Similar content being viewed by others
Explore related subjects
Discover the latest articles, news and stories from top researchers in related subjects.Avoid common mistakes on your manuscript.
Introduction
Cardiac transplantation still remains the definite treatment available for end-stage dilated cardiomyopathy (DCM) in children. Pediatric patients with end-stage heart failure listed for cardiac transplantation have long wait times, and accessibility to a donor organ is still an important concern [6, 8].
After maximum pharmacological therapy fails, it seems reasonable to implant a long-term mechanical circulatory support (MCS) device. The pediatric-sized Berlin Heart Excor ventricular-assist device (BH VAD; Berlin Heart AG, Berlin, Germany) is a valuable option as a bridge to heart transplantation or recovery for children suffering cardiogenic shock [4].

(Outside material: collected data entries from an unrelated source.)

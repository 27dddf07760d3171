use crate::settings::ConditionThresholds;

use super::RoadCondition;

/// Per-segment statistics over collected roughness values.
#[derive(Debug, Clone, Copy, Default)]
pub struct RoughnessAnalyzer {
    thresholds: ConditionThresholds,
}

impl RoughnessAnalyzer {
    pub fn new(thresholds: ConditionThresholds) -> Self {
        Self { thresholds }
    }

    pub fn thresholds(&self) -> ConditionThresholds {
        self.thresholds
    }

    /// Root mean square; 0 for empty input.
    pub fn rms(samples: &[f64]) -> f64 {
        if samples.is_empty() {
            return 0.0;
        }
        let mean_square = samples.iter().map(|s| s * s).sum::<f64>() / samples.len() as f64;
        mean_square.sqrt()
    }

    /// RMS of per-index vector magnitudes. Axes are truncated to the
    /// shortest input.
    pub fn magnitude_rms(x: &[f64], y: &[f64], z: &[f64]) -> f64 {
        let magnitudes: Vec<f64> = x
            .iter()
            .zip(y)
            .zip(z)
            .map(|((x, y), z)| (x * x + y * y + z * z).sqrt())
            .collect();
        Self::rms(&magnitudes)
    }

    /// `1 / (1 + stddev)`, in (0, 1]. 0 for empty input.
    pub fn consistency(samples: &[f64]) -> f64 {
        if samples.is_empty() {
            return 0.0;
        }
        let n = samples.len() as f64;
        let mean = samples.iter().sum::<f64>() / n;
        let variance = samples.iter().map(|s| (s - mean).powi(2)).sum::<f64>() / n;
        1.0 / (1.0 + variance.sqrt())
    }

    pub fn classify(&self, rms: f64) -> RoadCondition {
        let t = &self.thresholds;
        if rms < t.fair {
            RoadCondition::Good
        } else if rms < t.lightly_damaged {
            RoadCondition::Fair
        } else if rms < t.severely_damaged {
            RoadCondition::LightlyDamaged
        } else {
            RoadCondition::SeverelyDamaged
        }
    }
}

Many reports of pneumatic paracorporeal VADs mention the advantages of pulsatile device, including long-term support capability, ease of use, biventricular support without oxygenator, patient mobility, and pulsatile flow.
Advantages include the stationary unit IKUS Excor®- Berlin Heart GmbH, Berlin, Germany can operate in various modes (synchronous, asynchronous or separated ventricles) [3]. Different device size may be chosen to fit either neonatal, pediatric, or adult patients. Two triple-leaflet valves made of titanium or polyurethane are located in the output and inlet of the pump to prevent blood reflux. A multilayer flexible membrane separates the blood chamber of the air chamber, and silicon cannulas connect the blood pumps to the patient. Disadvantages include risk of thromboembolic complications, difficulties in cannula implantation and explantation, cumulative costs, infections, and the need to exteriorize the cannula [1].

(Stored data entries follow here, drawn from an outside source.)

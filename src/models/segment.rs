use chrono::{DateTime, Utc};
use serde::{Deserialize, Serialize};

use crate::indices::{ConditionIndex, PciDistressItem, SdiDistressItem};
use crate::scoring::ConfidenceLevel;
use crate::vibration::RoadCondition;

use super::GeoPoint;

/// Distress survey attached to a segment, scored with one of the two methods.
#[derive(Debug, Clone, Serialize, Deserialize, PartialEq)]
#[serde(tag = "method", rename_all = "camelCase")]
pub enum DistressAssessment {
    #[serde(rename_all = "camelCase")]
    Sdi {
        items: Vec<SdiDistressItem>,
        segment_length_m: f64,
    },
    #[serde(rename_all = "camelCase")]
    Pci {
        items: Vec<PciDistressItem>,
        sample_area_m2: f64,
    },
}

/// Caller-supplied details for a segment being committed.
#[derive(Debug, Clone, Default, Serialize, Deserialize, PartialEq)]
#[serde(rename_all = "camelCase")]
pub struct SegmentMetadata {
    pub name: Option<String>,
    pub surface_type: Option<String>,
    pub notes: Option<String>,
    /// Photo / audio references.
    pub media: Vec<String>,
    /// Wins over the roughness classification when set.
    pub manual_condition: Option<RoadCondition>,
    pub assessment: Option<DistressAssessment>,
}

#[derive(Debug, Clone, Serialize, Deserialize, PartialEq)]
#[serde(rename_all = "camelCase")]
pub struct RoadSegment {
    pub id: String,
    pub session_id: String,
    pub started_at: DateTime<Utc>,
    pub ended_at: DateTime<Utc>,
    pub start_distance_m: f64,
    pub end_distance_m: f64,
    pub start_location: Option<GeoPoint>,
    pub end_location: Option<GeoPoint>,
    pub roughness_rms: f64,
    pub consistency: f64,
    pub confidence: u8,
    pub confidence_level: ConfidenceLevel,
    pub auto_condition: RoadCondition,
    pub manual_condition: Option<RoadCondition>,
    pub index: Option<ConditionIndex>,
    pub sample_count: u32,
    pub name: Option<String>,
    pub surface_type: Option<String>,
    pub notes: Option<String>,
    pub media: Vec<String>,
    pub assessment: Option<DistressAssessment>,
}

impl RoadSegment {
    pub fn condition(&self) -> RoadCondition {
        self.manual_condition.unwrap_or(self.auto_condition)
    }

    pub fn length_m(&self) -> f64 {
        self.end_distance_m - self.start_distance_m
    }
}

Current reports have shown that earlier implantation, heparin (Carmeda)-coated internal surfaces, cannula design, and advances in anticoagulation protocols have significantly increased survival and discharge rate, especially in children <1 year old [3, 5, 7, 9, 10].
The Hospital de Pediatría “Dr. Juan P. Garrahan” is the most important reference center in Argentina for congenital heart surgery and pediatric cardiac transplantation. Patients from all over the country and from other Latin-American countries are admitted. Waiting time for patients on the emergency transplant list at our institution is approximately 3 months. An MCA program as bridge for transplantation was initiated in 2006 with the BH VAD. The aim of this report is to describe our experience during 1373 cumulative days of support using this device.
Patients and Methods
The clinical records of patients supported with the BH VAD were reviewed. The following data were collected: age, sex, weight, diagnosis, preoperative condition, single versus biventricular support, morbidity, and mortality.
We defined poor preoperative condition as patients with end-stage heart failure leading to progressive damage; hemodynamic deterioration; malnutrition; liver or renal failure with or with out mechanical ventilation (MV); and presence of arrhythmias that may cause sudden death [1, 4, 6]. We consider maximum conventional therapy as epinephrine ≤ 0, 2 mcg/kg/min, phosphodiesterase inhibitors (milrinone ≤ 0, 75 mcg/kg/min), and levosimendan (≤ 0, 3 mcg/kg/min), respiratory support with MV or noninvasive ventilation (NIV), renal replacement with furosemide and/or peritoneal dialysis, vasodilators, and/or bicarbonate [6].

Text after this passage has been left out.